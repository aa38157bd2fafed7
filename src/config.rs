//! Configuration loading and management.
//!
//! Resolution order (first found wins for the file, then overrides apply):
//! 1. Explicit path (`--config`)
//! 2. `KANBAN_CONFIG_PATH`
//! 3. `./kanban/config.yaml`
//! 4. `~/.kanban/config.yaml`
//! 5. Built-in defaults
//!
//! ## Environment Variables
//! - `KANBAN_CONFIG_PATH` - Explicit config file
//! - `KANBAN_DB_PATH` - Database path
//! - `KANBAN_HOST` - Listen address
//! - `KANBAN_PORT` - Listen port

use serde::{Deserialize, Serialize};
use std::net::{IpAddr, Ipv4Addr, SocketAddr};
use std::path::{Path, PathBuf};
use thiserror::Error;

/// Default port for the HTTP API.
pub const DEFAULT_PORT: u16 = 3000;

/// Errors raised while loading configuration.
#[derive(Debug, Error)]
pub enum ConfigError {
    #[error("failed to read config file {path}: {source}")]
    Read {
        path: PathBuf,
        #[source]
        source: std::io::Error,
    },
    #[error("invalid config file {path}: {source}")]
    Parse {
        path: PathBuf,
        #[source]
        source: serde_yaml::Error,
    },
    #[error("invalid value for {var}: {value}")]
    Env { var: &'static str, value: String },
}

/// Server configuration.
#[derive(Debug, Clone, Default, PartialEq, Serialize, Deserialize)]
pub struct Config {
    #[serde(default)]
    pub server: ServerConfig,

    #[serde(default)]
    pub board: BoardConfig,
}

/// Server-specific configuration.
#[derive(Debug, Clone, PartialEq, Serialize, Deserialize)]
pub struct ServerConfig {
    /// Path to the SQLite database file.
    #[serde(default = "default_db_path")]
    pub db_path: PathBuf,

    /// Address to listen on.
    #[serde(default = "default_host")]
    pub host: IpAddr,

    /// Port to listen on.
    #[serde(default = "default_port")]
    pub port: u16,
}

impl Default for ServerConfig {
    fn default() -> Self {
        Self {
            db_path: default_db_path(),
            host: default_host(),
            port: default_port(),
        }
    }
}

fn default_db_path() -> PathBuf {
    PathBuf::from("kanban/kanban.db")
}

fn default_host() -> IpAddr {
    IpAddr::V4(Ipv4Addr::LOCALHOST)
}

fn default_port() -> u16 {
    DEFAULT_PORT
}

/// Board behavior.
#[derive(Debug, Clone, PartialEq, Serialize, Deserialize)]
pub struct BoardConfig {
    /// Columns created with every new board, in order.
    #[serde(default = "default_columns")]
    pub default_columns: Vec<String>,
}

impl Default for BoardConfig {
    fn default() -> Self {
        Self {
            default_columns: default_columns(),
        }
    }
}

fn default_columns() -> Vec<String> {
    vec!["To Do".to_string(), "Doing".to_string(), "Done".to_string()]
}

impl Config {
    /// Load configuration from a file.
    pub fn load<P: AsRef<Path>>(path: P) -> Result<Self, ConfigError> {
        let path = path.as_ref();
        let content = std::fs::read_to_string(path).map_err(|source| ConfigError::Read {
            path: path.to_path_buf(),
            source,
        })?;
        Self::from_yaml(&content).map_err(|source| ConfigError::Parse {
            path: path.to_path_buf(),
            source,
        })
    }

    /// Parse configuration from YAML text. An empty document yields defaults.
    pub fn from_yaml(content: &str) -> Result<Self, serde_yaml::Error> {
        if content.trim().is_empty() {
            return Ok(Self::default());
        }
        serde_yaml::from_str(content)
    }

    /// Candidate config files, highest priority first.
    pub fn search_paths(explicit: Option<&Path>) -> Vec<PathBuf> {
        let mut paths = Vec::new();
        if let Some(path) = explicit {
            paths.push(path.to_path_buf());
        }
        if let Ok(path) = std::env::var("KANBAN_CONFIG_PATH") {
            paths.push(PathBuf::from(path));
        }
        paths.push(PathBuf::from("kanban/config.yaml"));
        if let Some(home) = dirs::home_dir() {
            paths.push(home.join(".kanban").join("config.yaml"));
        }
        paths
    }

    /// Load from the first existing candidate file (or defaults), then apply
    /// environment overrides. Returns the config and the file it came from.
    pub fn discover(explicit: Option<&Path>) -> Result<(Self, Option<PathBuf>), ConfigError> {
        if let Some(path) = explicit
            && !path.exists()
        {
            return Err(ConfigError::Read {
                path: path.to_path_buf(),
                source: std::io::Error::new(std::io::ErrorKind::NotFound, "file not found"),
            });
        }

        let found = Self::search_paths(explicit)
            .into_iter()
            .find(|path| path.is_file());

        let mut config = match &found {
            Some(path) => Self::load(path)?,
            None => Self::default(),
        };
        config.apply_env(|var| std::env::var(var).ok())?;
        Ok((config, found))
    }

    /// Apply `KANBAN_*` overrides using the given variable lookup.
    pub fn apply_env<F>(&mut self, lookup: F) -> Result<(), ConfigError>
    where
        F: Fn(&str) -> Option<String>,
    {
        if let Some(db_path) = lookup("KANBAN_DB_PATH") {
            self.server.db_path = PathBuf::from(db_path);
        }

        if let Some(host) = lookup("KANBAN_HOST") {
            self.server.host = host.parse().map_err(|_| ConfigError::Env {
                var: "KANBAN_HOST",
                value: host.clone(),
            })?;
        }

        if let Some(port) = lookup("KANBAN_PORT") {
            self.server.port = port.parse().map_err(|_| ConfigError::Env {
                var: "KANBAN_PORT",
                value: port.clone(),
            })?;
        }

        Ok(())
    }

    /// Socket address the HTTP server binds to.
    pub fn listen_addr(&self) -> SocketAddr {
        SocketAddr::new(self.server.host, self.server.port)
    }

    /// Ensure the database directory exists.
    pub fn ensure_db_dir(&self) -> std::io::Result<()> {
        if let Some(parent) = self.server.db_path.parent()
            && !parent.as_os_str().is_empty()
        {
            std::fs::create_dir_all(parent)?;
        }
        Ok(())
    }
}
//! Kanban Board Server
//!
//! Serves boards, columns, tasks and subtasks over a JSON HTTP API backed by
//! SQLite.

use anyhow::Result;
use clap::Parser;
use kanban_board::api::{self, ApiServer};
use kanban_board::cli::export::{ExportArgs, write_snapshot};
use kanban_board::cli::{Cli, Command, ServeArgs};
use kanban_board::config::Config;
use kanban_board::db::Database;
use kanban_board::logging::{self, LogTarget};
use std::fs::File;
use std::io::BufWriter;
use tracing::info;

#[tokio::main]
async fn main() -> Result<()> {
    let cli = Cli::parse();

    logging::init(&LogTarget::parse(&cli.log), cli.verbose)?;

    let (mut config, config_path) = Config::discover(cli.config.as_deref())?;
    match &config_path {
        Some(path) => info!("Loaded configuration from {}", path.display()),
        None => info!("No configuration file found; using defaults"),
    }

    // Override paths from CLI arguments
    if let Some(db_path) = &cli.database {
        config.server.db_path = db_path.clone();
    }

    match cli.command {
        Some(Command::Migrate) => run_migrate(&config)?,
        Some(Command::Seed) => run_seed(&config)?,
        Some(Command::Export(args)) => run_export(&config, args)?,
        Some(Command::Serve(args)) => run_server(config, args).await?,
        None => run_server(config, ServeArgs::default()).await?,
    }

    Ok(())
}

fn open_database(config: &Config) -> Result<Database> {
    config.ensure_db_dir()?;
    let db = Database::open(&config.server.db_path)?;
    info!("Database: {:?}", config.server.db_path);
    Ok(db)
}

/// Run the HTTP server until Ctrl-C.
async fn run_server(mut config: Config, args: ServeArgs) -> Result<()> {
    if let Some(host) = args.host {
        config.server.host = host;
    }
    if let Some(port) = args.port {
        config.server.port = port;
    }

    info!("Starting Kanban Board Server v{}", env!("CARGO_PKG_VERSION"));
    let db = open_database(&config)?;
    info!("Database initialized successfully");

    let state = ApiServer::new(db, config.board.clone());
    api::serve(state, config.listen_addr(), api::shutdown_signal()).await
}

/// Run the migrate command
fn run_migrate(config: &Config) -> Result<()> {
    let db = open_database(config)?;
    match db.schema_version()? {
        Some(version) => println!("Database schema is at version {}", version),
        None => println!("Database schema has no recorded migrations"),
    }
    Ok(())
}

/// Run the seed command
fn run_seed(config: &Config) -> Result<()> {
    let db = open_database(config)?;
    let summary = db.seed()?;
    println!("Seeded sample data:");
    println!("  boards: {}", summary.boards);
    println!("  columns: {}", summary.columns);
    println!("  tasks: {}", summary.tasks);
    println!("  subtasks: {}", summary.subtasks);
    Ok(())
}

/// Run the export command
fn run_export(config: &Config, args: ExportArgs) -> Result<()> {
    let db = open_database(config)?;
    let boards = db.export_boards()?;
    let compress = args.should_compress();

    match &args.output {
        Some(path) => {
            let file = BufWriter::new(File::create(path)?);
            write_snapshot(&boards, compress, file)?;
            eprintln!(
                "Exported {} board(s) to {}{}",
                boards.len(),
                path.display(),
                if compress { " (gzipped)" } else { "" }
            );
        }
        None => {
            let stdout = std::io::stdout();
            write_snapshot(&boards, compress, stdout.lock())?;
        }
    }

    Ok(())
}
//! Board CRUD operations.

use super::{Database, DbError, now_ms};
use crate::types::{Board, Id, is_blank};
use anyhow::Result;
use rusqlite::{Connection, OptionalExtension, Row, params};
use tracing::{debug, warn};

pub fn parse_board_row(row: &Row) -> rusqlite::Result<Board> {
    Ok(Board {
        id: row.get("id")?,
        name: row.get("name")?,
        created_at: row.get("created_at")?,
        updated_at: row.get("updated_at")?,
    })
}

/// Internal helper to get a board using an existing connection (avoids deadlock).
pub(crate) fn get_board_internal(conn: &Connection, board_id: Id) -> Result<Option<Board>> {
    let board = conn
        .query_row(
            "SELECT id, name, created_at, updated_at FROM boards WHERE id = ?1",
            params![board_id],
            parse_board_row,
        )
        .optional()?;
    Ok(board)
}

/// Insert the default columns for a freshly created board, all or nothing.
fn insert_default_columns(
    conn: &mut Connection,
    board_id: Id,
    names: &[String],
    now: i64,
) -> Result<usize> {
    let tx = conn.transaction()?;
    for (index, name) in names.iter().enumerate() {
        if is_blank(name) {
            return Err(DbError::EmptyField("Column name").into());
        }
        tx.execute(
            "INSERT INTO columns (name, board_id, \"order\", created_at, updated_at)
             VALUES (?1, ?2, ?3, ?4, ?4)",
            params![name, board_id, index as i64 + 1, now],
        )?;
    }
    tx.commit()?;
    Ok(names.len())
}

impl Database {
    /// List all boards, most recently created first.
    pub fn list_boards(&self) -> Result<Vec<Board>> {
        self.with_conn(|conn| {
            let mut stmt = conn.prepare(
                "SELECT id, name, created_at, updated_at FROM boards
                 ORDER BY created_at DESC, id DESC",
            )?;
            let boards = stmt
                .query_map([], parse_board_row)?
                .collect::<rusqlite::Result<Vec<_>>>()?;
            Ok(boards)
        })
    }

    /// Get a board by ID.
    pub fn get_board(&self, board_id: Id) -> Result<Option<Board>> {
        self.with_conn(|conn| get_board_internal(conn, board_id))
    }

    /// Create a board and, best-effort, its default columns.
    ///
    /// The default columns are inserted in their own transaction after the
    /// board row is committed. If that fails the board is kept with no
    /// columns and the failure is logged.
    pub fn create_board(&self, name: &str, default_columns: &[String]) -> Result<Board> {
        if is_blank(name) {
            return Err(DbError::EmptyField("Board name").into());
        }
        let now = now_ms();

        self.with_conn_mut(|conn| {
            let board = conn.query_row(
                "INSERT INTO boards (name, created_at, updated_at) VALUES (?1, ?2, ?2)
                 RETURNING id, name, created_at, updated_at",
                params![name, now],
                parse_board_row,
            )?;
            debug!(board_id = board.id, name = %board.name, "Created board");

            if !default_columns.is_empty() {
                match insert_default_columns(conn, board.id, default_columns, now) {
                    Ok(count) => debug!(board_id = board.id, count, "Created default columns"),
                    Err(e) => warn!(
                        board_id = board.id,
                        error = %e,
                        "Failed to create default columns; keeping board without columns"
                    ),
                }
            }

            Ok(board)
        })
    }

    /// Rename a board. Returns `None` if it does not exist.
    pub fn rename_board(&self, board_id: Id, name: &str) -> Result<Option<Board>> {
        if is_blank(name) {
            return Err(DbError::EmptyField("Board name").into());
        }
        self.with_conn(|conn| {
            let board = conn
                .query_row(
                    "UPDATE boards SET name = ?1, updated_at = ?2 WHERE id = ?3
                     RETURNING id, name, created_at, updated_at",
                    params![name, now_ms(), board_id],
                    parse_board_row,
                )
                .optional()?;
            Ok(board)
        })
    }

    /// Delete a board; columns, tasks and subtasks go with it.
    /// Returns false if the board did not exist.
    pub fn delete_board(&self, board_id: Id) -> Result<bool> {
        self.with_conn(|conn| {
            let deleted = conn.execute("DELETE FROM boards WHERE id = ?1", params![board_id])?;
            if deleted > 0 {
                debug!(board_id, "Deleted board");
            }
            Ok(deleted > 0)
        })
    }
}
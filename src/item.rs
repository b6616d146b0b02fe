//! Item record and its on-disk encoding
//!
//! ## Record Format
//! ```text
//! ┌─────────────┬────────────────────────────────────────┐
//! │ Schema (1)  │ bincode(Item), fields in declared order │
//! └─────────────┴────────────────────────────────────────┘
//! ```
//! Fields must never be reordered or removed; a new field means a new
//! schema byte.

use serde::{Deserialize, Serialize};

use crate::error::{ItemDbError, Result};

/// Current record schema version
pub const SCHEMA_VERSION: u8 = 1;

/// Canonical catalog record
#[derive(Debug, Clone, Default, PartialEq, Eq, Serialize, Deserialize)]
pub struct Item {
    /// Upstream identifier (not unique-enforced by the store)
    pub id: i64,
    pub name: String,
    pub description: String,
    /// Category label (`type` upstream)
    pub item_type: String,
    pub icon: String,
    pub icon_large: String,
    pub members: bool,
    pub current_price: i64,
    pub current_trend: String,
    pub today_price_change: i64,
    pub today_trend: String,
}

impl Item {
    /// Storage key: the lowercased name
    pub fn key(&self) -> Vec<u8> {
        normalize_key(&self.name)
    }

    /// Encode with the schema version prefix
    pub fn encode(&self) -> Result<Vec<u8>> {
        let body = bincode::serialize(self)
            .map_err(|e| ItemDbError::Serialization(format!("item {:?}: {}", self.name, e)))?;

        let mut bytes = Vec::with_capacity(1 + body.len());
        bytes.push(SCHEMA_VERSION);
        bytes.extend_from_slice(&body);
        Ok(bytes)
    }

    /// Decode bytes produced by [`Item::encode`]
    pub fn decode(bytes: &[u8]) -> Result<Self> {
        let (version, body) = bytes
            .split_first()
            .ok_or_else(|| ItemDbError::Deserialization("empty record".to_string()))?;

        if *version != SCHEMA_VERSION {
            return Err(ItemDbError::Deserialization(format!(
                "unknown record schema {}",
                version
            )));
        }

        bincode::deserialize(body).map_err(|e| ItemDbError::Deserialization(e.to_string()))
    }
}

/// Normalize an item name (or search prefix) into key bytes
pub fn normalize_key(name: &str) -> Vec<u8> {
    name.to_lowercase().into_bytes()
}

• • • • • • •

■ Problem
For the records above, state how many lines contain "async", and nothing more.

■ Output of the task
2